Fortunately, the world is a wealthier place than it was in the 1930s. Alas, we still have tariffs. After hitting a new all-time high last week, the stock market started this week a bit on the weak side. Once again, tariffs are the problem.
It’s not a coincidence that the stock market bottomed in April right as President Trump announced a 90-day pause to his tariffs. The stock market has rallied briskly ever since – not like 1932, but still pretty good.
I think the message is loud and clear: Wall Street hates tariffs.
Yesterday, however, the president announced steep tariffs on 14 countries that are set to take effect on August 1. The market gods were less than pleased.

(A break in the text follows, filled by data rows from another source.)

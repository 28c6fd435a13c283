use std::time::Duration;

use anyhow::Context;
use async_trait::async_trait;
use sqlx::postgres::PgPoolOptions;
use sqlx::PgPool;
use tracing::info;

use crate::worktime::{TimeSpentRow, WorkTimeSource, WorklogRow, WORKLOG_BATCH_SIZE};
use crate::{RawRecord, RelationalRow, SourceError, TicketSource};

/// Newest tickets first, capped by `$1`. `timespent_minutes` sums the
/// technician charge entries of each request's work log.
pub const RELATIONAL_TICKETS_SQL: &str = r#"
SELECT
    wo.workorderid::TEXT                  AS id,
    wo.title                              AS subject,
    wtd.fulldescription                   AS description,
    sd.statusname                         AS status,
    pd.priorityname                       AS priority,
    tech.user_id::TEXT                    AS tech_id,
    tech.first_name                       AS tech_name,
    acc.org_id::TEXT                      AS cust_id,
    acc.org_name                          AS cust_name,
    wo.createdtime                        AS created_at_ms,
    wo.duebytime                          AS due_by_ms,
    wo.completedtime                      AS completed_at_ms,
    (
        SELECT CAST(SUM(CAST(wti.timespent AS BIGINT)) AS BIGINT)
          FROM wo_assessment woa
          JOIN wo_tech_info wti ON wti.assessmentid = woa.assessmentid
         WHERE woa.workorderid = wo.workorderid
           AND wti.timespent IS NOT NULL
    )                                     AS timespent_minutes
FROM workorder wo
LEFT JOIN workordertodescription wtd ON wtd.workorderid = wo.workorderid
LEFT JOIN workorderstates wos        ON wos.workorderid = wo.workorderid
LEFT JOIN statusdefinition sd        ON sd.statusid = wos.statusid
LEFT JOIN prioritydefinition pd      ON pd.priorityid = wos.priorityid
LEFT JOIN aaauser tech               ON tech.user_id = wos.ownerid
LEFT JOIN workordertoorg wto         ON wto.workorderid = wo.workorderid
LEFT JOIN sdorganization acc         ON acc.org_id = wto.orgid
ORDER BY wo.createdtime DESC
LIMIT $1
"#;

/// Per-assessment technician charges with a positive whole-number time,
/// newest request first, capped by `$1`. Non-numeric times are dropped.
pub const TIME_SPENT_SQL: &str = r#"
SELECT *
FROM (
    SELECT
        wti.assessmentid::TEXT            AS assessment_id,
        wo.workorderid::TEXT              AS request_id,
        wo.title                          AS subject,
        cd.categoryname                   AS category,
        scd.name                          AS subcategory,
        icd.name                          AS item,
        owner_user.first_name             AS technician,
        qd.queuename                      AS group_name,
        from_tech.first_name              AS from_technician,
        to_tech.first_name                AS to_technician,
        CASE WHEN TRIM(wti.timespent::TEXT) ~ '^[0-9]{1,18}$'
             THEN CAST(TRIM(wti.timespent::TEXT) AS BIGINT)
        END                               AS time_spent_minutes,
        wo.workorderid                    AS sort_key
    FROM workorder wo
    LEFT JOIN workorderstates wos         ON wos.workorderid = wo.workorderid
    LEFT JOIN itemdefinition icd          ON icd.itemid = wos.itemid
    LEFT JOIN subcategorydefinition scd   ON scd.subcategoryid = wos.subcategoryid
    LEFT JOIN categorydefinition cd       ON cd.categoryid = wos.categoryid
    LEFT JOIN aaauser owner_user          ON owner_user.user_id = wos.ownerid
    LEFT JOIN workorder_queue woq         ON woq.workorderid = wo.workorderid
    LEFT JOIN queuedefinition qd          ON qd.queueid = woq.queueid
    JOIN wo_assessment woa                ON woa.workorderid = wo.workorderid
    JOIN wo_tech_info wti                 ON wti.assessmentid = woa.assessmentid
    LEFT JOIN aaauser from_tech           ON from_tech.user_id = wti.technicianid
    LEFT JOIN aaauser to_tech             ON to_tech.user_id = wti.nexttechnicianid
) charges
WHERE time_spent_minutes > 0
ORDER BY sort_key DESC
LIMIT $1
"#;

/// Work log lines after remote id `$1`, ascending, at most `$2`.
pub const WORKLOGS_AFTER_SQL: &str = r#"
SELECT
    w.worklogid                                                  AS remote_id,
    w.requestid::TEXT                                            AS ticket_id,
    NULLIF(TRIM(CONCAT_WS(' ', u.first_name, u.last_name)), '')  AS technician_name,
    CAST(w.timespent AS BIGINT)                                  AS time_spent_ms,
    w.description                                                AS description,
    w.createdtime                                                AS created_at_ms
FROM worklog w
LEFT JOIN aaauser u ON u.user_id = w.userid
WHERE w.worklogid > $1
ORDER BY w.worklogid ASC
LIMIT $2
"#;

/// Direct read of the ticketing system's own database.
#[derive(Debug, Clone)]
pub struct RelationalSource {
    pool: PgPool,
    row_cap: i64,
}

impl RelationalSource {
    /// Connections are opened on first fetch, so an unreachable database
    /// fails that run's fetch instead of startup.
    pub fn connect_lazy(database_url: &str, row_cap: usize) -> anyhow::Result<Self> {
        let pool = PgPoolOptions::new()
            .max_connections(2)
            .acquire_timeout(Duration::from_secs(10))
            .connect_lazy(database_url)
            .context("parsing ITSM database URL")?;
        Ok(Self::from_pool(pool, row_cap))
    }

    pub fn from_pool(pool: PgPool, row_cap: usize) -> Self {
        Self {
            pool,
            row_cap: i64::try_from(row_cap).unwrap_or(i64::MAX),
        }
    }
}

#[async_trait]
impl TicketSource for RelationalSource {
    fn name(&self) -> &'static str {
        "relational"
    }

    async fn fetch(&self) -> Result<Vec<RawRecord>, SourceError> {
        let rows = sqlx::query_as::<_, RelationalRow>(RELATIONAL_TICKETS_SQL)
            .bind(self.row_cap)
            .fetch_all(&self.pool)
            .await?;
        info!(records = rows.len(), row_cap = self.row_cap, "relational fetch complete");
        Ok(rows.into_iter().map(RawRecord::Relational).collect())
    }
}

#[async_trait]
impl WorkTimeSource for RelationalSource {
    async fn fetch_time_spent(&self) -> Result<Vec<TimeSpentRow>, SourceError> {
        let rows = sqlx::query_as::<_, TimeSpentRow>(TIME_SPENT_SQL)
            .bind(self.row_cap)
            .fetch_all(&self.pool)
            .await?;
        info!(records = rows.len(), row_cap = self.row_cap, "time spent fetch complete");
        Ok(rows)
    }

    async fn fetch_worklogs_after(&self, last_id: i64) -> Result<Vec<WorklogRow>, SourceError> {
        let rows = sqlx::query_as::<_, WorklogRow>(WORKLOGS_AFTER_SQL)
            .bind(last_id)
            .bind(WORKLOG_BATCH_SIZE)
            .fetch_all(&self.pool)
            .await?;
        info!(records = rows.len(), after = last_id, "worklog fetch complete");
        Ok(rows)
    }
}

According to the president’s letters, goods that are imported to the United States from Japan, South Korea, Malaysia, Kazakhstan, Tunisia and several others will face a 25% tariff.
Goods from South Africa and Bosnia will face a 30% rate and Indonesia will have a 32% rate. The president allowed that the tariff rates are open to negotiation depending on each country’s relationship with the United States. The president wrote, “You will never be disappointed with The United States of America.”
In April, Trump imposed steep rates on several countries but the drop in the stock market caused him to announce his 90-day pause. As it turns out, the rates were in effect for only a few hours before Trump delayed them. I guess someone was disappointed. The delay period was about to end this week, but the president extended the pause for another three weeks.
This is where things get a little messy. President Trump has consistently pointed to trade deficits as proof of unfair trade practices, but that’s not necessarily the case. Trade deficits can happen for many reasons, and they can often be beneficial.
Trump’s reciprocal tariffs went as high as 125% on China, but the president was eagerly looking to strike some deals. The president said that the delay was because so many countries wanted to make deals with the U.S.
The issue got more complicated in May when the president’s reciprocal tariffs were struck down by a federal district court. The tariffs are in still effect while the federal courts are looking at the issue.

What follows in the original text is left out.